* [WHAT THE TASK REQUIRES]
Repeat each line of the material exactly.

═══ MATERIAL FOR THIS EXERCISE

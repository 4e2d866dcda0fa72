//! The deformation engine.
//!
//! Pure per-point scalar transforms driven by the three design sliders.
//! Deformation operates on raw body-relative coordinates; the display
//! ease scale applied by the curved synthesizer is a separate later
//! stage and never leaks in here.

use patternkit_core::{BrandStyle, ControlPoint, DesignParameters};

/// Distortion values at or below this are a strict no-op.
///
/// A deliberate deadband, not a ramp: slider noise near zero must not
/// perturb the draft at all.
pub const DISTORTION_DEADBAND: f64 = 5.0;

/// Gravity at 100 drops gravity-tagged points by this many mm.
pub const GRAVITY_DROP_MM: f64 = 40.0;

/// Full-distortion rise/advance of the architectural shift, in mm.
const SHIFT_RISE_MM: f64 = 30.0;
const SHIFT_ADVANCE_MM: f64 = 20.0;

/// Full-distortion amplitude of the organic pseudo-noise, in mm.
pub const NOISE_AMPLITUDE_MM: f64 = 40.0;

/// Applies the three slider rules to a block's points.
///
/// Pure: same length, same order, new vector. Rules apply additively
/// per point according to its tag:
///
/// - **Fit tension** scales X about the local origin for fit-tagged
///   points (x0.6 skin-tight .. x1.4 oversized), so center front stays
///   put while side seams move.
/// - **Gravity** drops hem/waist/wrist points by up to 40 mm.
/// - **Distortion** is brand-keyed: [`BrandStyle::Atelier`] rigidly
///   shifts shoulder and hem points up and outward;
///   [`BrandStyle::Flux`] adds a deterministic pseudo-noise offset to
///   every point. Reproducible by construction, so any animation jitter
///   belongs to a presentation layer, never here.
pub fn deform(
    points: &[ControlPoint],
    params: &DesignParameters,
    brand: BrandStyle,
) -> Vec<ControlPoint> {
    let fit_scale = params.fit_scale();
    let gravity_drop = (params.gravity / 100.0) * GRAVITY_DROP_MM;
    let distortion = effective_distortion(params);

    points
        .iter()
        .map(|p| {
            let mut x = p.x;
            let mut y = p.y;

            if let Some(tag) = p.tag {
                if tag.scales_with_fit() {
                    x *= fit_scale;
                }
                if tag.drops_with_gravity() {
                    y += gravity_drop;
                }
            }

            if distortion > 0.0 {
                match brand {
                    BrandStyle::Atelier => {
                        if p.tag.map(|t| t.shifts_with_distortion()).unwrap_or(false) {
                            y -= distortion * SHIFT_RISE_MM;
                            x += distortion * SHIFT_ADVANCE_MM;
                        }
                    }
                    BrandStyle::Flux => {
                        let n = organic_offset(x, distortion);
                        x += n;
                        y += n;
                    }
                }
            }

            ControlPoint { x, y, tag: p.tag }
        })
        .collect()
}

/// Distortion as a 0..1 factor, zero inside the deadband.
pub fn effective_distortion(params: &DesignParameters) -> f64 {
    if params.distortion <= DISTORTION_DEADBAND {
        0.0
    } else {
        params.distortion / 100.0
    }
}

/// Deterministic pseudo-noise used by the Flux brand. Keyed on the
/// point's X alone, so identical inputs always displace identically.
fn organic_offset(x: f64, distortion: f64) -> f64 {
    (x * 0.1).sin() * (x * 0.1).cos() * NOISE_AMPLITUDE_MM * distortion
}

#[cfg(test)]
mod tests {
    use super::*;
    use patternkit_core::SemanticTag;

    fn sample_points() -> Vec<ControlPoint> {
        vec![
            ControlPoint::tagged(0.0, 0.0, SemanticTag::CenterFront),
            ControlPoint::tagged(180.0, 25.0, SemanticTag::ShoulderTip),
            ControlPoint::tagged(170.0, 540.0, SemanticTag::Hem),
            ControlPoint::new(90.0, 270.0),
        ]
    }

    #[test]
    fn neutral_params_are_identity() {
        let points = sample_points();
        for brand in [BrandStyle::Atelier, BrandStyle::Flux] {
            let out = deform(&points, &DesignParameters::neutral(), brand);
            assert_eq!(out, points);
        }
    }

    #[test]
    fn fit_scales_only_fit_tags() {
        let points = sample_points();
        let out = deform(&points, &DesignParameters::new(100.0, 0.0, 0.0), BrandStyle::Atelier);
        // shoulder tip scaled x1.4, everything else untouched
        assert!((out[1].x - 180.0 * 1.4).abs() < 1e-9);
        assert_eq!(out[0].x, 0.0);
        assert_eq!(out[2].x, 170.0);
        assert_eq!(out[3].x, 90.0);
    }

    #[test]
    fn gravity_drops_hem() {
        let points = sample_points();
        let out = deform(&points, &DesignParameters::new(50.0, 60.0, 0.0), BrandStyle::Atelier);
        assert!((out[2].y - (540.0 + 24.0)).abs() < 1e-9);
        assert_eq!(out[1].y, 25.0);
    }

    #[test]
    fn distortion_deadband_is_a_noop() {
        let points = sample_points();
        for brand in [BrandStyle::Atelier, BrandStyle::Flux] {
            let at_zero = deform(&points, &DesignParameters::new(50.0, 0.0, 0.0), brand);
            let at_five = deform(&points, &DesignParameters::new(50.0, 0.0, 5.0), brand);
            assert_eq!(at_zero, at_five);
        }
    }

    #[test]
    fn atelier_shift_is_rigid() {
        let points = sample_points();
        let out = deform(&points, &DesignParameters::new(50.0, 0.0, 100.0), BrandStyle::Atelier);
        // hem point rises 30mm and advances 20mm
        assert!((out[2].y - (540.0 - 30.0)).abs() < 1e-9);
        assert!((out[2].x - (170.0 + 20.0)).abs() < 1e-9);
        // untagged point untouched
        assert_eq!(out[3], points[3]);
    }

    #[test]
    fn flux_noise_is_reproducible() {
        let points = sample_points();
        let params = DesignParameters::new(50.0, 0.0, 40.0);
        let a = deform(&points, &params, BrandStyle::Flux);
        let b = deform(&points, &params, BrandStyle::Flux);
        assert_eq!(a, b);
        // and it touches every point, tagged or not
        assert_ne!(a[3], points[3]);
    }
}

══════

* [TASK RESULT]
repository 4e2d866dcda0fa72
//! The deformation engine.
//!
//! Pure per-point scalar transforms driven by the three design sliders.
//! Deformation operates on raw body-relative coordinates; the display
//! ease scale applied by the curved synthesizer is a separate later
//! stage and never leaks in here.

use patternkit_core::{BrandStyle, ControlPoint, DesignParameters};

/// Distortion values at or below this are a strict no-op.
///
/// A deliberate deadband, not a ramp: slider noise near zero must not
/// perturb the draft at all.
pub const DISTORTION_DEADBAND: f64 = 5.0;

/// Gravity at 100 drops gravity-tagged points by this many mm.
pub const GRAVITY_DROP_MM: f64 = 40.0;

/// Full-distortion rise/advance of the architectural shift, in mm.
const SHIFT_RISE_MM: f64 = 30.0;
const SHIFT_ADVANCE_MM: f64 = 20.0;

/// Full-distortion amplitude of the organic pseudo-noise, in mm.
pub const NOISE_AMPLITUDE_MM: f64 = 40.0;

/// Applies the three slider rules to a block's points.
///
/// Pure: same length, same order, new vector. Rules apply additively
/// per point according to its tag:
///
/// - **Fit tension** scales X about the local origin for fit-tagged
///   points (x0.6 skin-tight .. x1.4 oversized), so center front stays
///   put while side seams move.
/// - **Gravity** drops hem/waist/wrist points by up to 40 mm.
/// - **Distortion** is brand-keyed: [`BrandStyle::Atelier`] rigidly
///   shifts shoulder and hem points up and outward;
///   [`BrandStyle::Flux`] adds a deterministic pseudo-noise offset to
///   every point. Reproducible by construction, so any animation jitter
///   belongs to a presentation layer, never here.
pub fn deform(
    points: &[ControlPoint],
    params: &DesignParameters,
    brand: BrandStyle,
) -> Vec<ControlPoint> {
    let fit_scale = params.fit_scale();
    let gravity_drop = (params.gravity / 100.0) * GRAVITY_DROP_MM;
    let distortion = effective_distortion(params);

    points
        .iter()
        .map(|p| {
            let mut x = p.x;
            let mut y = p.y;

            if let Some(tag) = p.tag {
                if tag.scales_with_fit() {
                    x *= fit_scale;
                }
                if tag.drops_with_gravity() {
                    y += gravity_drop;
                }
            }

            if distortion > 0.0 {
                match brand {
                    BrandStyle::Atelier => {
                        if p.tag.map(|t| t.shifts_with_distortion()).unwrap_or(false) {
                            y -= distortion * SHIFT_RISE_MM;
                            x += distortion * SHIFT_ADVANCE_MM;
                        }
                    }
                    BrandStyle::Flux => {
                        let n = organic_offset(x, distortion);
                        x += n;
                        y += n;
                    }
                }
            }

            ControlPoint { x, y, tag: p.tag }
        })
        .collect()
}

/// Distortion as a 0..1 factor, zero inside the deadband.
pub fn effective_distortion(params: &DesignParameters) -> f64 {
    if params.distortion <= DISTORTION_DEADBAND {
        0.0
    } else {
        params.distortion / 100.0
    }
}

/// Deterministic pseudo-noise used by the Flux brand. Keyed on the
/// point's X alone, so identical inputs always displace identically.
fn organic_offset(x: f64, distortion: f64) -> f64 {
    (x * 0.1).sin() * (x * 0.1).cos() * NOISE_AMPLITUDE_MM * distortion
}

#[cfg(test)]
mod tests {
    use super::*;
    use patternkit_core::SemanticTag;

    fn sample_points() -> Vec<ControlPoint> {
        vec![
            ControlPoint::tagged(0.0, 0.0, SemanticTag::CenterFront),
            ControlPoint::tagged(180.0, 25.0, SemanticTag::ShoulderTip),
            ControlPoint::tagged(170.0, 540.0, SemanticTag::Hem),
            ControlPoint::new(90.0, 270.0),
        ]
    }

    #[test]
    fn neutral_params_are_identity() {
        let points = sample_points();
        for brand in [BrandStyle::Atelier, BrandStyle::Flux] {
            let out = deform(&points, &DesignParameters::neutral(), brand);
            assert_eq!(out, points);
        }
    }

    #[test]
    fn fit_scales_only_fit_tags() {
        let points = sample_points();
        let out = deform(&points, &DesignParameters::new(100.0, 0.0, 0.0), BrandStyle::Atelier);
        // shoulder tip scaled x1.4, everything else untouched
        assert!((out[1].x - 180.0 * 1.4).abs() < 1e-9);
        assert_eq!(out[0].x, 0.0);
        assert_eq!(out[2].x, 170.0);
        assert_eq!(out[3].x, 90.0);
    }

    #[test]
    fn gravity_drops_hem() {
        let points = sample_points();
        let out = deform(&points, &DesignParameters::new(50.0, 60.0, 0.0), BrandStyle::Atelier);
        assert!((out[2].y - (540.0 + 24.0)).abs() < 1e-9);
        assert_eq!(out[1].y, 25.0);
    }

    #[test]
    fn distortion_deadband_is_a_noop() {
        let points = sample_points();
        for brand in [BrandStyle::Atelier, BrandStyle::Flux] {
            let at_zero = deform(&points, &DesignParameters::new(50.0, 0.0, 0.0), brand);
            let at_five = deform(&points, &DesignParameters::new(50.0, 0.0, 5.0), brand);
            assert_eq!(at_zero, at_five);
        }
    }

    #[test]
    fn atelier_shift_is_rigid() {
        let points = sample_points();
        let out = deform(&points, &DesignParameters::new(50.0, 0.0, 100.0), BrandStyle::Atelier);
        // hem point rises 30mm and advances 20mm
        assert!((out[2].y - (540.0 - 30.0)).abs() < 1e-9);
        assert!((out[2].x - (170.0 + 20.0)).abs() < 1e-9);
        // untagged point untouched
        assert_eq!(out[3], points[3]);
    }

    #[test]
    fn flux_noise_is_reproducible() {
        let points = sample_points();
        let params = DesignParameters::new(50.0, 0.0, 40.0);
        let a = deform(&points, &params, BrandStyle::Flux);
        let b = deform(&points, &params, BrandStyle::Flux);
        assert_eq!(a, b);
        // and it touches every point, tagged or not
        assert_ne!(a[3], points[3]);
    }
}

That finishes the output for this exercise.